▶ [What you should do]: All lines in the material containing the word "history" need to be copied.

╭─ Supplied data

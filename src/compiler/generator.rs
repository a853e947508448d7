//! Compiles a traceable module into per-layer functions and their schema.

use std::sync::Arc;

use super::function::{LayerFn, LayerFunction};
use super::rearranger::GraphRearranger;
use super::rewriter::{normalize, prune};
use super::schema::Schema;
use crate::ir::Graph;
use crate::model::{ComponentRegistry, Traceable};
use crate::trace::SymbolicTracer;

/// Output of layer splitting: one function per layer, index-aligned with the
/// schema's layers.
pub struct FunctionGenerator {
    schema: Schema,
    funcs: Vec<Arc<dyn LayerFn>>,
    traced: Graph,
    layer_graphs: Vec<Graph>,
}

impl FunctionGenerator {
    /// Trace `module` and split it
    pub fn compile(module: &dyn Traceable) -> crate::Result<Self> {
        let graph = SymbolicTracer::trace(module)?;
        Self::from_graph(graph, &module.components())
    }

    /// Split an already traced graph
    pub fn from_graph(mut graph: Graph, registry: &ComponentRegistry) -> crate::Result<Self> {
        if graph.is_empty() || graph.output().is_none() {
            return Err(crate::LayerwiseError::ConfigError(
                "traced graph is empty or has no output".to_string(),
            ));
        }
        tracing::debug!("Traced graph:\n{}", graph);

        let selections = normalize(&mut graph)?;
        let mut schema = Schema::new();
        schema.record_endpoints(&graph)?;
        let pruned = prune(&mut graph);
        tracing::debug!(
            "Normalized graph ({} block selections, {} dead nodes removed):\n{}",
            selections,
            pruned,
            graph
        );

        let mut layer_graphs = GraphRearranger::new(&graph).split()?;
        let mut funcs: Vec<Arc<dyn LayerFn>> = Vec::with_capacity(layer_graphs.len());
        for layer_graph in layer_graphs.iter_mut() {
            prune(layer_graph);
            let id = schema.add_layer(layer_graph)?;
            tracing::debug!("Layer {}:\n{}", id, layer_graph);
            funcs.push(Arc::new(LayerFunction::new(layer_graph.clone(), registry)?));
        }
        schema.validate()?;

        if funcs.len() != layer_graphs.len() || schema.layer_count() != layer_graphs.len() {
            return Err(crate::LayerwiseError::ConfigError(format!(
                "split produced {} graphs but {} functions and {} schema layers",
                layer_graphs.len(),
                funcs.len(),
                schema.layer_count()
            )));
        }

        tracing::info!(
            "Split model into {} layers ({} inputs, {} outputs)",
            schema.layer_count(),
            schema.first_layer_inputs().len(),
            schema.last_layer_outputs().len()
        );

        Ok(Self {
            schema,
            funcs,
            traced: graph,
            layer_graphs,
        })
    }

    pub fn schema(&self) -> &Schema {
        &self.schema
    }

    pub fn funcs(&self) -> &[Arc<dyn LayerFn>] {
        &self.funcs
    }

    /// The normalized whole-model graph
    pub fn traced(&self) -> &Graph {
        &self.traced
    }

    pub fn layer_graphs(&self) -> &[Graph] {
        &self.layer_graphs
    }

    pub fn into_parts(self) -> (Schema, Vec<Arc<dyn LayerFn>>) {
        (self.schema, self.funcs)
    }
}

#[cfg(test)]
mod tests {
    use super::*;
    use crate::ir::{Builtin, Target};

    #[test]
    fn test_compile_graph_sage() {
        let model = crate::GraphSage::new(&[4, 6, 2], &candle_core::Device::Cpu).unwrap();
        let generator = FunctionGenerator::compile(&model).unwrap();
        let schema = generator.schema();
        assert_eq!(schema.layer_count(), 2);
        assert_eq!(generator.funcs().len(), 2);

        let inputs: Vec<&str> = schema
            .first_layer_inputs()
            .iter()
            .map(|&id| schema.arg(id).name.as_str())
            .collect();
        assert_eq!(inputs, vec!["graph", "features"]);

        // features -> layer 0; relu -> layer 1; output from layer 1
        let relu = schema.arg(schema.arg_id("relu").unwrap());
        assert_eq!(relu.output_layer, Some(0));
        assert_eq!(relu.input_layers, vec![1]);
        let out = schema.arg(schema.last_layer_outputs()[0]);
        assert_eq!(out.output_layer, Some(1));
    }

    #[test]
    fn test_unresolved_component() {
        let mut g = Graph::new();
        let graph_in = g.placeholder("graph").unwrap();
        let x = g.placeholder("x").unwrap();
        let b = g
            .call("get_block", Target::Builtin(Builtin::GetBlock), vec![graph_in.into(), 0i64.into()])
            .unwrap();
        let h = g.call("conv", Target::Module("conv".into()), vec![b.into(), x.into()]).unwrap();
        g.set_output(vec![h]).unwrap();

        let err = FunctionGenerator::from_graph(g, &ComponentRegistry::new()).err().unwrap();
        assert!(matches!(err, crate::LayerwiseError::UnresolvedComponent(ref n) if n == "conv"));
    }

    #[test]
    fn test_empty_graph_rejected() {
        let err = FunctionGenerator::from_graph(Graph::new(), &ComponentRegistry::new())
            .err()
            .unwrap();
        assert!(err.is_configuration());
    }
}
//! Memory-driven batch sizing with out-of-memory recovery.

use candle_core::Device;

use super::buffer::LayerOutputs;
use super::strategy::{layer_progress, ComputeStrategy, ExecOptions, LayerContext};
use super::tuner::{AutoTuner, Budget};
use crate::sampling::{BatchDataSource, FullNeighborSampler};
use crate::utils::format_bytes;

/// Sizes every batch from the previous one's memory peak.
///
/// Each layer starts from the initial budget. A batch that exhausts memory
/// is pushed back to the data source and retried with half the size; the
/// layer only fails when a single node does not fit.
pub struct AdaptiveStrategy {
    device: Device,
    initial: Budget,
    target_fraction: f64,
    options: ExecOptions,
    max_memory: usize,
    failures: usize,
}

impl AdaptiveStrategy {
    pub fn new(device: Device) -> Self {
        Self {
            device,
            initial: Budget::new(1000, 10000),
            target_fraction: 0.8,
            options: ExecOptions::default(),
            max_memory: 0,
            failures: 0,
        }
    }

    pub fn with_initial_budget(mut self, max_node: usize, max_edge: usize) -> Self {
        self.initial = Budget::new(max_node.max(1), max_edge.max(1));
        self
    }

    pub fn with_target_fraction(mut self, fraction: f64) -> Self {
        self.target_fraction = fraction;
        self
    }

    pub fn with_options(mut self, options: ExecOptions) -> Self {
        self.options = options;
        self
    }

    /// Highest batch peak of the current or last inference call, in bytes
    pub fn max_memory(&self) -> usize {
        self.max_memory
    }

    /// Batches retried after exhausting memory during the last call
    pub fn failures(&self) -> usize {
        self.failures
    }
}

impl ComputeStrategy for AdaptiveStrategy {
    fn compute(
        &mut self,
        cx: LayerContext<'_>,
        mut outputs: LayerOutputs,
    ) -> crate::Result<LayerOutputs> {
        let num_nodes = cx.num_nodes();
        let mut tuner = AutoTuner::new(self.initial, cx.memory.target_bytes(self.target_fraction));
        let mut source = BatchDataSource::new(
            cx.graph.clone(),
            FullNeighborSampler::default(),
            0..num_nodes as u32,
        )
        .with_budget(self.initial.max_node, self.initial.max_edge);

        let _staging = self
            .options
            .pin_inputs
            .then(|| cx.memory.pin(cx.staging_bytes(self.initial.max_node)));
        let pb = layer_progress(cx.layer.id, num_nodes, self.options.progress);

        loop {
            cx.memory.reset_peak();
            let Some(batch) = source.next_batch()? else {
                break;
            };
            let claimed = Budget::new(batch.output_nodes.len(), batch.num_edges());

            let budget = match cx.execute_batch(&batch, &mut outputs, &self.device) {
                Ok(sample) => {
                    self.max_memory = self.max_memory.max(sample.peak_bytes);
                    pb.inc(sample.nodes as u64);
                    tuner.propose_next(sample)
                }
                Err(e) if e.is_resource_exhaustion() => {
                    tracing::warn!(
                        "Layer {}: batch of {} nodes / {} edges exhausted memory, retrying smaller: {}",
                        cx.layer.id,
                        claimed.max_node,
                        claimed.max_edge,
                        e
                    );
                    self.failures += 1;
                    let budget = tuner.shrink_after_failure(claimed)?;
                    drop(batch);
                    source.requeue(claimed.max_node)?;
                    cx.memory.clear_caches();
                    budget
                }
                Err(e) => return Err(e),
            };
            source.set_max_node(budget.max_node);
            source.set_max_edge(budget.max_edge);
        }
        pb.finish_and_clear();

        tracing::info!(
            "Layer {} done: {} samples, {} retries, peak {}",
            cx.layer.id,
            tuner.history().len(),
            tuner.failures(),
            format_bytes(self.max_memory as u64)
        );
        Ok(outputs)
    }

    fn device(&self) -> &Device {
        &self.device
    }

    fn before_inference(&mut self, _graph: &crate::CsrGraph, _args: &[crate::Value]) -> crate::Result<()> {
        self.max_memory = 0;
        self.failures = 0;
        Ok(())
    }

    fn after_inference(&mut self) {
        tracing::info!("Maximum memory: {}", format_bytes(self.max_memory as u64));
    }
}
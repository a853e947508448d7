//! Feedback controller sizing adaptive batches from observed memory.

/// Batch size limits handed to the data source
#[derive(Debug, Clone, Copy, PartialEq, Eq)]
pub struct Budget {
    pub max_node: usize,
    pub max_edge: usize,
}

impl Budget {
    pub fn new(max_node: usize, max_edge: usize) -> Self {
        Self { max_node, max_edge }
    }

    fn map(self, f: impl Fn(usize) -> usize) -> Self {
        Self::new(f(self.max_node), f(self.max_edge))
    }
}

/// What one successful batch cost
#[derive(Debug, Clone, Copy, PartialEq, Eq)]
pub struct BatchSample {
    pub nodes: usize,
    pub edges: usize,
    pub peak_bytes: usize,
}

/// Grows the budget while batches stay under the memory target and halves
/// it on exhaustion.
///
/// Every size that failed becomes a ceiling: later proposals stay strictly
/// below it, so a failing size is never tried twice.
#[derive(Debug, Clone)]
pub struct AutoTuner {
    budget: Budget,
    ceiling: Option<Budget>,
    target_bytes: usize,
    history: Vec<BatchSample>,
    failures: usize,
}

impl AutoTuner {
    pub fn new(initial: Budget, target_bytes: usize) -> Self {
        Self {
            budget: initial.map(|v| v.max(1)),
            ceiling: None,
            target_bytes,
            history: Vec::new(),
            failures: 0,
        }
    }

    pub fn budget(&self) -> Budget {
        self.budget
    }

    pub fn ceiling(&self) -> Option<Budget> {
        self.ceiling
    }

    pub fn history(&self) -> &[BatchSample] {
        &self.history
    }

    pub fn failures(&self) -> usize {
        self.failures
    }

    /// Next budget after a batch that fit
    pub fn propose_next(&mut self, sample: BatchSample) -> Budget {
        self.history.push(sample);
        let ratio = self.target_bytes as f64 / sample.peak_bytes.max(1) as f64;

        let next = self.budget.map(|current| {
            let current_f = current as f64;
            let proposed = if ratio >= 2.0 {
                current_f * 2.0
            } else if ratio > 1.0 {
                // Half of the remaining headroom, at least one more
                (current_f + (current_f * (ratio - 1.0) / 2.0).max(1.0)).max(current_f)
            } else {
                current_f * ratio
            };
            to_count(proposed)
        });

        self.budget = self.clamp(next);
        tracing::debug!(
            "Batch of {} nodes / {} edges peaked at {} bytes (ratio {:.2}); next budget {:?}",
            sample.nodes,
            sample.edges,
            sample.peak_bytes,
            ratio,
            self.budget
        );
        self.budget
    }

    /// Record a failed batch of size `failed` and return a smaller budget.
    ///
    /// A single node that does not fit cannot be split further, so that
    /// failure is returned as `ResourceExhausted`.
    pub fn shrink_after_failure(&mut self, failed: Budget) -> crate::Result<Budget> {
        self.failures += 1;
        if failed.max_node <= 1 {
            return Err(crate::LayerwiseError::ResourceExhausted(format!(
                "a single node with {} edges exceeds the memory budget",
                failed.max_edge
            )));
        }

        self.ceiling = Some(match self.ceiling {
            Some(c) => Budget::new(c.max_node.min(failed.max_node), c.max_edge.min(failed.max_edge)),
            None => failed,
        });
        self.budget = self.clamp(failed.map(|v| v / 2));
        tracing::debug!("Shrinking budget to {:?} after failure", self.budget);
        Ok(self.budget)
    }

    fn clamp(&self, budget: Budget) -> Budget {
        let budget = match self.ceiling {
            Some(c) => Budget::new(
                budget.max_node.min(c.max_node.saturating_sub(1)),
                budget.max_edge.min(c.max_edge.saturating_sub(1)),
            ),
            None => budget,
        };
        budget.map(|v| v.max(1))
    }
}

fn to_count(value: f64) -> usize {
    if value >= usize::MAX as f64 {
        usize::MAX
    } else {
        (value as usize).max(1)
    }
}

╰─

▶ [Result]:
            tuner.history().len(),
    history: Vec<BatchSample>,
            history: Vec::new(),
    pub fn history(&self) -> &[BatchSample] {
        &self.history
        self.history.push(sample);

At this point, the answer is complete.